It takes more than a Circuit Breaker to create a resilient application

May 16, 2017
Bilgin Ibryam
Related topics:
JavaMicroservices
Related products:
Developer Toolset

    Topics such as application resiliency, self-healing, antifragility are my area of interest. I've been trying to distinguish, define, and visualize these concepts, and create solutions with these characteristics.

    Software characteristics
    Software characteristics

    Software characteristics">

    However, I notice repeatedly, that there are various conference talks about resiliency, self-healing, and antifragility and often they lazily conclude that Netflix OSS Hystrix is the answer to all of that. It is important to remember that conference speakers are overly optimistic, wishful thinkers, and it takes more than a Circuit Breaker to create a resilient and self-healing application.

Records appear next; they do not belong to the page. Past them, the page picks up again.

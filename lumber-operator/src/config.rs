//! Declarative configuration machinery: builders, registry, namespacing.

use std::collections::HashMap;
use std::sync::Arc;

use serde::de::DeserializeOwned;
use tokio_util::sync::CancellationToken;

use crate::error::BuildError;
use crate::operator::Operator;

/// Context handed to every builder.
///
/// Carries the pipeline's root cancellation token; operators that own
/// background tasks derive child tokens from it so that pipeline stop
/// propagates to every producer, buffer wait, and in-flight request.
#[derive(Debug, Clone, Default)]
pub struct BuildContext {
    /// The pipeline's root cancellation token.
    pub cancellation: CancellationToken,
}

impl BuildContext {
    /// A build context with a fresh root token.
    #[must_use]
    pub fn new() -> Self {
        Self::default()
    }
}

/// A declarative operator node, validated and ready to build.
///
/// Builders are produced by the [`Registry`] from raw config nodes, may
/// be renamed into a template's namespace, and are instantiated exactly
/// once into a runtime [`Operator`].
pub trait OperatorBuilder: Send {
    /// The node's id (namespaced once expansion has run).
    fn id(&self) -> &str;

    /// The node's registered type.
    fn operator_type(&self) -> &str;

    /// The declared downstream ids, namespaced along with the node.
    fn output_ids(&self) -> Vec<String>;

    /// Prefix the node's id and its output references with `namespace`.
    /// References listed in `exclusions` are left untouched; they point
    /// outside the namespace.
    fn set_namespace(&mut self, namespace: &str, exclusions: &[String]);

    /// Instantiate the runtime operator.
    fn build(&self, context: &BuildContext) -> Result<Arc<dyn Operator>, BuildError>;
}

/// Prefix `id` with `namespace` unless it is excluded or already inside.
#[must_use]
pub fn add_namespace(id: &str, namespace: &str, exclusions: &[String]) -> String {
    if namespace.is_empty() || exclusions.iter().any(|e| e == id) {
        return id.to_string();
    }
    if id == namespace || id.starts_with(&format!("{namespace}.")) {
        return id.to_string();
    }
    format!("{namespace}.{id}")
}

type BuilderFactory =
    Box<dyn Fn(serde_yaml::Value) -> Result<Box<dyn OperatorBuilder>, BuildError> + Send + Sync>;

/// Catalog of builtin operator factories, keyed by type name.
///
/// The registry is instance-based: there is no global registration, and
/// the full builtin set is assembled by the caller (the umbrella crate's
/// `default_registry`). Registering the same type twice is an error.
#[derive(Default)]
pub struct Registry {
    factories: HashMap<String, BuilderFactory>,
}

impl Registry {
    /// An empty registry.
    #[must_use]
    pub fn new() -> Self {
        Self::default()
    }

    /// Register a config type under `operator_type`.
    ///
    /// # Errors
    ///
    /// Returns [`BuildError::DuplicateType`] if the type name is taken.
    pub fn register<T>(&mut self, operator_type: &str) -> Result<(), BuildError>
    where
        T: OperatorBuilder + DeserializeOwned + 'static,
    {
        if self.factories.contains_key(operator_type) {
            return Err(BuildError::DuplicateType(operator_type.to_string()));
        }
        let name = operator_type.to_string();
        self.factories.insert(
            operator_type.to_string(),
            Box::new(move |node| {
                let config: T =
                    serde_yaml::from_value(node).map_err(|source| BuildError::Deserialize {
                        operator_type: name.clone(),
                        source,
                    })?;
                Ok(Box::new(config))
            }),
        );
        Ok(())
    }

    /// Whether `operator_type` is registered.
    #[must_use]
    pub fn contains(&self, operator_type: &str) -> bool {
        self.factories.contains_key(operator_type)
    }

    /// Deserialize a raw config node into the builder for its type.
    ///
    /// # Errors
    ///
    /// Returns [`BuildError::UnknownType`] for unregistered types and
    /// [`BuildError::Deserialize`] when the node does not match the
    /// type's configuration.
    pub fn create(
        &self,
        operator_type: &str,
        node: serde_yaml::Value,
    ) -> Result<Box<dyn OperatorBuilder>, BuildError> {
        let factory = self
            .factories
            .get(operator_type)
            .ok_or_else(|| BuildError::UnknownType(operator_type.to_string()))?;
        factory(node)
    }
}

#[cfg(test)]
mod tests {
    use super::*;
    use crate::helper::OutputConfig;
    use serde::Deserialize;

    #[derive(Debug, Clone, Deserialize)]
    struct MiniConfig {
        #[serde(flatten)]
        output: OutputConfig,
    }

    impl OperatorBuilder for MiniConfig {
        fn id(&self) -> &str {
            self.output.id()
        }
        fn operator_type(&self) -> &str {
            self.output.operator_type()
        }
        fn output_ids(&self) -> Vec<String> {
            Vec::new()
        }
        fn set_namespace(&mut self, namespace: &str, exclusions: &[String]) {
            self.output.set_namespace(namespace, exclusions);
        }
        fn build(&self, _context: &BuildContext) -> Result<Arc<dyn Operator>, BuildError> {
            Err(BuildError::InvalidConfig {
                id: self.id().to_string(),
                message: "mini operators never build".to_string(),
            })
        }
    }

    #[test]
    fn duplicate_registration_is_rejected() {
        let mut registry = Registry::new();
        registry.register::<MiniConfig>("mini").expect("first");
        let err = registry.register::<MiniConfig>("mini").unwrap_err();
        assert!(matches!(err, BuildError::DuplicateType(t) if t == "mini"));
    }

    #[test]
    fn create_resolves_registered_types_only() {
        let mut registry = Registry::new();
        registry.register::<MiniConfig>("mini").expect("registers");
        assert!(registry.contains("mini"));

        let node: serde_yaml::Value =
            serde_yaml::from_str("{id: x, type: mini}").expect("valid node");
        let builder = registry.create("mini", node).expect("creates");
        assert_eq!(builder.id(), "x");

        let err = registry
            .create("missing", serde_yaml::Value::Null)
            .err()
            .expect("should fail to create");
        assert!(matches!(err, BuildError::UnknownType(t) if t == "missing"));
    }

    #[test]
    fn malformed_node_is_a_deserialize_error() {
        let mut registry = Registry::new();
        registry.register::<MiniConfig>("mini").expect("registers");
        // `id` must be a string.
        let node: serde_yaml::Value =
            serde_yaml::from_str("{id: [1, 2], type: mini}").expect("valid yaml");
        let err = registry.create("mini", node).err().expect("should fail to create");
        assert!(matches!(err, BuildError::Deserialize { .. }));
    }

    #[test]
    fn add_namespace_rules() {
        let none: Vec<String> = vec![];
        assert_eq!(add_namespace("n1", "a", &none), "a.n1");
        assert_eq!(add_namespace("n1", "", &none), "n1");
        assert_eq!(add_namespace("a.n1", "a", &none), "a.n1");
        assert_eq!(add_namespace("a", "a", &none), "a");
        let excl = vec!["out".to_string()];
        assert_eq!(add_namespace("out", "a", &excl), "out");
    }
}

    Conference level Resiliency

    So what does a typical resiliency pitch look like: use timeouts, isolate in bulkheads, and of course apply the circuit breaker pattern. Having implemented the circuit breaker pattern twice in Apache Camel (first a homegrown version, then using Hystrix) I have to admit that circuit breaker is a perfect conference material with nice visualization options and state transitions. (I will spare explaining to you how a circuit breaker works here, I'm sure you will not mind). And typically, such a pitch concludes that the answer to all of the above concerns is Hystrix. Hurrah!

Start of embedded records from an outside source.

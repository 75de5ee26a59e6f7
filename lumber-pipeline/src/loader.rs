//! Config file loading with environment expansion.

use std::path::Path;
use std::sync::LazyLock;

use regex::Regex;
use serde::Deserialize;

use crate::error::ConfigError;
use crate::params::Config;

static ENV_REFERENCE: LazyLock<Regex> = LazyLock::new(|| {
    Regex::new(r"\$\{([A-Za-z_][A-Za-z0-9_]*)\}").expect("env reference pattern compiles")
});

/// A config file: the pipeline's node list under a `pipeline` key.
#[derive(Debug, Deserialize)]
struct ConfigFile {
    pipeline: Config,
}

/// Replace `${NAME}` references with the environment's values.
///
/// Unset variables expand to the empty string.
#[must_use]
pub fn expand_env(text: &str) -> String {
    ENV_REFERENCE
        .replace_all(text, |captures: &regex::Captures<'_>| {
            std::env::var(&captures[1]).unwrap_or_default()
        })
        .into_owned()
}

/// Parse a pipeline configuration from YAML text.
pub fn parse_config(text: &str) -> Result<Config, ConfigError> {
    let expanded = expand_env(text);
    let file: ConfigFile = serde_yaml::from_str(&expanded)?;
    Ok(file.pipeline)
}

/// Load a pipeline configuration from a file.
pub fn load_config(path: &Path) -> Result<Config, ConfigError> {
    let text = std::fs::read_to_string(path).map_err(|err| ConfigError::Io {
        path: path.to_path_buf(),
        source: err,
    })?;
    parse_config(&text)
}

    Get out of the Process

    I agree with all the suggestions above such as timeout, bulkhead, and circuit breaker. But that is a very narrow sighted view. It is not possible to make an application resilient and self-healing (not to mention antifragile) only from within. For a truly resilient and self-healing architecture, you need also isolation, external monitoring, and autonomous decision-making. What do I mean by that?

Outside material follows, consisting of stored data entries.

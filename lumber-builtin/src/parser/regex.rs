//! Regex parser: named capture groups become a map.

use std::sync::Arc;

use async_trait::async_trait;
use lumber_entry::{Entry, Value};
use lumber_operator::config::{BuildContext, OperatorBuilder};
use lumber_operator::error::{BuildError, ProcessError};
use lumber_operator::helper::{ParserConfig, ParserOperator};
use lumber_operator::operator::Operator;
use regex::Regex;
use serde::Deserialize;
use tokio_util::sync::CancellationToken;

/// Configuration of the `regex_parser` operator.
#[derive(Debug, Clone, Deserialize)]
pub struct RegexParserConfig {
    /// Parser archetype fields.
    #[serde(flatten)]
    pub parser: ParserConfig,
    /// The pattern; each named capture group becomes a map key.
    pub regex: String,
}

impl OperatorBuilder for RegexParserConfig {
    fn id(&self) -> &str {
        self.parser.id()
    }

    fn operator_type(&self) -> &str {
        self.parser.operator_type()
    }

    fn output_ids(&self) -> Vec<String> {
        self.parser.output_ids()
    }

    fn set_namespace(&mut self, namespace: &str, exclusions: &[String]) {
        self.parser.set_namespace(namespace, exclusions);
    }

    fn build(&self, _context: &BuildContext) -> Result<Arc<dyn Operator>, BuildError> {
        let regex = Regex::new(&self.regex).map_err(|err| BuildError::InvalidConfig {
            id: self.id().to_string(),
            message: format!("invalid `regex`: {err}"),
        })?;
        if regex.capture_names().flatten().next().is_none() {
            return Err(BuildError::InvalidConfig {
                id: self.id().to_string(),
                message: "`regex` must contain at least one named capture group".to_string(),
            });
        }
        Ok(Arc::new(RegexParser {
            parser: self.parser.build()?,
            regex,
        }))
    }
}

/// The `regex_parser` operator.
pub struct RegexParser {
    parser: ParserOperator,
    regex: Regex,
}

impl RegexParser {
    /// Match a string value and collect the named groups.
    fn parse_value(&self, value: &Value) -> Result<Value, ProcessError> {
        let raw = value.as_str().ok_or_else(|| ProcessError::ParseFailed {
            message: "value is not a string".to_string(),
        })?;
        let captures = self
            .regex
            .captures(raw)
            .ok_or_else(|| ProcessError::ParseFailed {
                message: "regex pattern does not match".to_string(),
            })?;

        let mut parsed = serde_json::Map::new();
        for name in self.regex.capture_names().flatten() {
            if let Some(capture) = captures.name(name) {
                parsed.insert(
                    name.to_string(),
                    Value::String(capture.as_str().to_string()),
                );
            }
        }
        Ok(Value::Object(parsed))
    }
}

#[async_trait]
impl Operator for RegexParser {
    fn id(&self) -> &str {
        self.parser.id()
    }

    fn operator_type(&self) -> &str {
        self.parser.operator_type()
    }

    fn can_output(&self) -> bool {
        true
    }

    fn outputs(&self) -> Vec<Arc<dyn Operator>> {
        self.parser.outputs()
    }

    fn set_outputs(&self, outputs: Vec<Arc<dyn Operator>>) -> Result<(), BuildError> {
        self.parser.set_outputs(outputs)
    }

    fn can_process(&self) -> bool {
        true
    }

    async fn process(&self, ctx: &CancellationToken, entry: Entry) -> Result<(), ProcessError> {
        self.parser
            .process_with(ctx, entry, |value| self.parse_value(value))
            .await
    }
}

#[cfg(test)]
mod tests {
    use super::*;
    use serde_json::json;

    fn build(regex: &str) -> Result<Arc<dyn Operator>, BuildError> {
        let config: RegexParserConfig = serde_yaml::from_str(&format!(
            r"
            id: my-regex
            type: regex_parser
            output: sink
            regex: '{regex}'
            "
        ))
        .expect("deserializes");
        config.build(&BuildContext::new())
    }

    #[test]
    fn requires_a_named_group() {
        assert!(build("(?P<level>\\w+) (?P<msg>.*)").is_ok());
        assert!(build("\\w+").is_err());
        assert!(build("(unclosed").is_err());
    }

    #[tokio::test]
    async fn extracts_named_groups() {
        let config: RegexParserConfig = serde_yaml::from_str(
            r"
            id: my-regex
            type: regex_parser
            regex: '^(?P<level>\w+): (?P<msg>.*)$'
            ",
        )
        .expect("deserializes");
        let regex = Regex::new(&config.regex).unwrap();
        let parser = RegexParser {
            parser: config.parser.build().unwrap(),
            regex,
        };
        let parsed = parser.parse_value(&json!("info: all good")).unwrap();
        assert_eq!(parsed, json!({"level": "info", "msg": "all good"}));

        let err = parser.parse_value(&json!("no separator")).unwrap_err();
        assert!(err.to_string().contains("match"));
    }
}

    If you read Release It carefully, you will realize that bulkhead pattern is not about thread pools. In my Camel Design Patterns book, I've explained that there are multiple levels to isolate and apply the bulkhead pattern. Thread Pools with Hystrix is only the first level.

    Bulkhead pattern

    Bulkhead levels and tools">

    Hystrix uses thread pools to ensure that the CPU time dedicated to your application process is better distributed among the different threads of the application. This will prevent a CPU intensive failure from spreading beyond a thread pool and other parts of the service still gets some CPU time.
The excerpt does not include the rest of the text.